La prima edizione di “Ciccia – L’Italia in 20 Salsicce”, evento gastronomico che ha animato il centro storico di Gubbio per tre giorni, ha lasciato dietro di sé un dibattito acceso. Se da un lato l’iniziativa ha registrato un buon coinvolgimento tra degustazioni, musica e percorsi diffusi nelle taverne storiche, dall’altro il comunicato finale dell’organizzazione ha scatenato polemiche, soprattutto per l’affermazione secondo cui “circa 40.000 persone hanno partecipato nei tre giorni”.
A intervenire con toni particolarmente duri è stata la lista civica di opposizione Liberi e Democratici – LeD, che in un post Facebook corredato da un'immagine creata dalla IA, ha scritto:
“40.000 secondo gli organizzatori… secondo la questura? Era questo il ritornello che seguiva sempre i comunicati dei grandi eventi. Ma quella del Comune di Gubbio sembra più che altro una barzelletta, volta soltanto a mettere una toppa sul bluff che si è consumato a Gubbio per 3 giorni! Tra degustazioni fantasma e confusione totale nella gestione della viabilità, con i residenti impossibilitati a far ritorno a casa, non si è consumata la sagra della salsiccia, ma la sagra dell’incompetenza!”

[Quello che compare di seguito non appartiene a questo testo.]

//! Inactive-slot firmware writer backed by the `esp-ota` crate.
//!
//! Implements [`FlashPort`].  The `esp-ota` crate provides a safe wrapper
//! around the ESP-IDF OTA partition API; dropping an unfinished
//! `OtaUpdate` aborts it.  On simulation targets the image is kept in
//! memory against a fixed slot size.

use log::{info, warn};

use crate::app::ports::{FlashError, FlashPort};

/// Platform codes reported as `Abort finish failed: <code>`.
pub const FINALIZE_VERIFY_FAILED: i32 = 1;
pub const FINALIZE_BOOT_SET_FAILED: i32 = 2;
pub const FINALIZE_INCOMPLETE: i32 = 3;

/// Simulated inactive slot: 1.5 MB, the usual two-slot ESP32 layout.
#[cfg(not(target_os = "espidf"))]
pub const SIM_SLOT_SIZE: usize = 0x18_0000;

pub struct FlashAdapter {
    expected: usize,
    written: usize,
    #[cfg(target_os = "espidf")]
    update: Option<esp_ota::OtaUpdate>,
    #[cfg(not(target_os = "espidf"))]
    image: Option<Vec<u8>>,
    #[cfg(not(target_os = "espidf"))]
    installed: Option<Vec<u8>>,
}

impl Default for FlashAdapter {
    fn default() -> Self {
        Self::new()
    }
}

impl FlashAdapter {
    pub fn new() -> Self {
        Self {
            expected: 0,
            written: 0,
            #[cfg(target_os = "espidf")]
            update: None,
            #[cfg(not(target_os = "espidf"))]
            image: None,
            #[cfg(not(target_os = "espidf"))]
            installed: None,
        }
    }

    /// Size of the slot the next image would be written to.
    #[cfg(target_os = "espidf")]
    pub fn slot_size() -> usize {
        // SAFETY: returns a pointer into the static partition table or null.
        let part = unsafe { esp_idf_svc::sys::esp_ota_get_next_update_partition(core::ptr::null()) };
        if part.is_null() {
            return 0;
        }
        unsafe { (*part).size as usize }
    }

    #[cfg(not(target_os = "espidf"))]
    pub fn slot_size() -> usize {
        SIM_SLOT_SIZE
    }

    /// Simulation: the image made bootable by the last successful finalize.
    #[cfg(not(target_os = "espidf"))]
    pub fn installed_image(&self) -> Option<&[u8]> {
        self.installed.as_deref()
    }

    fn in_progress(&self) -> bool {
        #[cfg(target_os = "espidf")]
        {
            self.update.is_some()
        }
        #[cfg(not(target_os = "espidf"))]
        {
            self.image.is_some()
        }
    }
}

impl FlashPort for FlashAdapter {
    fn begin_update(&mut self, size: usize) -> Result<(), FlashError> {
        let slot = Self::slot_size();
        if size > slot {
            warn!("Flash: image of {} bytes exceeds slot of {} bytes", size, slot);
            return Err(FlashError::NoSpace);
        }
        self.abort_update();

        #[cfg(target_os = "espidf")]
        {
            let update = esp_ota::OtaUpdate::begin().map_err(|e| {
                warn!("Flash: esp-ota begin failed: {:?}", e);
                FlashError::BeginFailed
            })?;
            self.update = Some(update);
        }
        #[cfg(not(target_os = "espidf"))]
        {
            self.image = Some(Vec::with_capacity(size));
        }

        self.expected = size;
        self.written = 0;
        info!("Flash: begin ({} bytes)", size);
        Ok(())
    }

    fn write_update(&mut self, data: &[u8]) -> Result<(), FlashError> {
        if self.written + data.len() > self.expected {
            return Err(FlashError::WriteFailed);
        }

        #[cfg(target_os = "espidf")]
        {
            let update = self.update.as_mut().ok_or(FlashError::NotStarted)?;
            update.write(data).map_err(|e| {
                warn!("Flash: esp-ota write failed: {:?}", e);
                FlashError::WriteFailed
            })?;
        }
        #[cfg(not(target_os = "espidf"))]
        {
            let image = self.image.as_mut().ok_or(FlashError::NotStarted)?;
            image.extend_from_slice(data);
        }

        self.written += data.len();
        Ok(())
    }

    fn finalize_update(&mut self) -> Result<(), FlashError> {
        if !self.in_progress() {
            return Err(FlashError::NotStarted);
        }
        if self.written != self.expected {
            self.abort_update();
            return Err(FlashError::FinalizeFailed(FINALIZE_INCOMPLETE));
        }

        #[cfg(target_os = "espidf")]
        {
            let update = self.update.take().ok_or(FlashError::NotStarted)?;
            let mut completed = update.finalize().map_err(|e| {
                warn!("Flash: esp-ota finalize failed: {:?}", e);
                FlashError::FinalizeFailed(FINALIZE_VERIFY_FAILED)
            })?;
            completed.set_as_boot_partition().map_err(|e| {
                warn!("Flash: esp-ota set_as_boot_partition failed: {:?}", e);
                FlashError::FinalizeFailed(FINALIZE_BOOT_SET_FAILED)
            })?;
        }
        #[cfg(not(target_os = "espidf"))]
        {
            self.installed = self.image.take();
        }

        info!("Flash: {} bytes finalized, boot slot switched", self.written);
        Ok(())
    }

    fn abort_update(&mut self) {
        if !self.in_progress() {
            return;
        }
        #[cfg(target_os = "espidf")]
        {
            // esp-ota aborts automatically when OtaUpdate is dropped
            self.update.take();
        }
        #[cfg(not(target_os = "espidf"))]
        {
            self.image.take();
        }
        warn!("Flash: aborted after {} of {} bytes", self.written, self.expected);
        self.written = 0;
        self.expected = 0;
    }
}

Parole pesanti, che dimostrano come la questione abbia superato i confini della valutazione dell’evento per sfociare in un confronto politico e di percezione pubblica.
Dal nostro punto di vista, è plausibile che si tratti di un errore di battitura o di una stima visuale approssimativa, piuttosto che di un dato verificato. Numeri come 40.000 presenze in tre giorni avrebbero comportato un sovraffollamento evidente, una pressione insostenibile sulla viabilità, carichi turistici comparabili a eventi di richiamo nazionale.
Si consideri che persino la Festa dei Ceri, punto massimo della partecipazione cittadina, non arriva a cifre di quel genere e le manifestazioni consolidate come quelle del Maggio Eugubino attirano numeri importanti ma certamente più contenuti.
Un’affluenza nell’ordine delle 4.000 persone complessive, distribuite in tre giornate, appare molto più coerente con le dimensioni dell’evento e della città.
“Ciccia – L’Italia in 20 Salsicce” ha comunque offerto un’esperienza gastronomica variegata con degustazioni regionali, concerti serali, format diffuso tra le taverne, pubblico eterogeneo.

Molti visitatori hanno apprezzato l’atmosfera conviviale e l’uso del centro storico come scenario narrativo dell’esperienza. Tuttavia, non sono mancate criticità sulla viabilità, con alcuni residenti che hanno lamentato difficoltà a rientrare nelle proprie abitazioni a causa della gestione del traffico.
Una migliore regolazione degli accessi e una più chiara comunicazione dei percorsi potrebbe essere una soluzione per le eventuali edizioni future.
Altro elemento criticabile è il riferimento, contenuto nel comunicato ufficiale, a un pomeriggio culturale dedicato alle Tavole Eugubine, presentato come legato alla relazione tra cibo, identità e tradizione. Un accostamento che in questo caso ha generato ulteriori perplessità.

Le Tavole Eugubine, infatti, non descrivono semplicemente pietanze, ma riti sacri, in cui il cibo ha valore liturgico e sacrale. Trattarle come semplice “ispirazione gastronomica” rischia di banalizzarne la portata storico-religiosa.
Come dire, per paradosso, che “un sacerdote che consacra l’ostia equivale a uno chef che prepara una degustazione”.
L’evento, per dimensioni e finalità, può considerarsi positivo entro i limiti di una manifestazione locale, ma la narrazione pubblica è stata indebolita da stime gonfiate, riferimenti impropri e un tono troppo trionfalistico. Così si è offerto terreno alla facile satira delle opposizioni politiche.
La lezione è chiara, non mi peremetto di dare lezioni ai colleghi ma un qualsiasi esperto di comunicazione raccomandrebbe pochi principi da rispettare: realismo, rispetto dei riferimenti storici, misura nei toni, dati verificabili.
“Ciccia” ha dimostrato che Gubbio può ospitare eventi gastronomici diffusi di qualità. Tuttavia, per trasformare un’iniziativa locale in un appuntamento riconosciuto e stabile, sarà fondamentale migliorare la gestione logistica, fornire stime attendibili e certificate, evitare parallelismi azzardati con simboli identitari, calibrare la comunicazione per non scivolare nel grottesco.
Perché un evento può essere riuscito anche senza dover diventare, numeri alla mano, il “Woodstock della salsiccia”.
E, soprattutto, perché una buona sagra merita di essere raccontata bene, con rispetto della realtà e dell’intelligenza di chi la vive.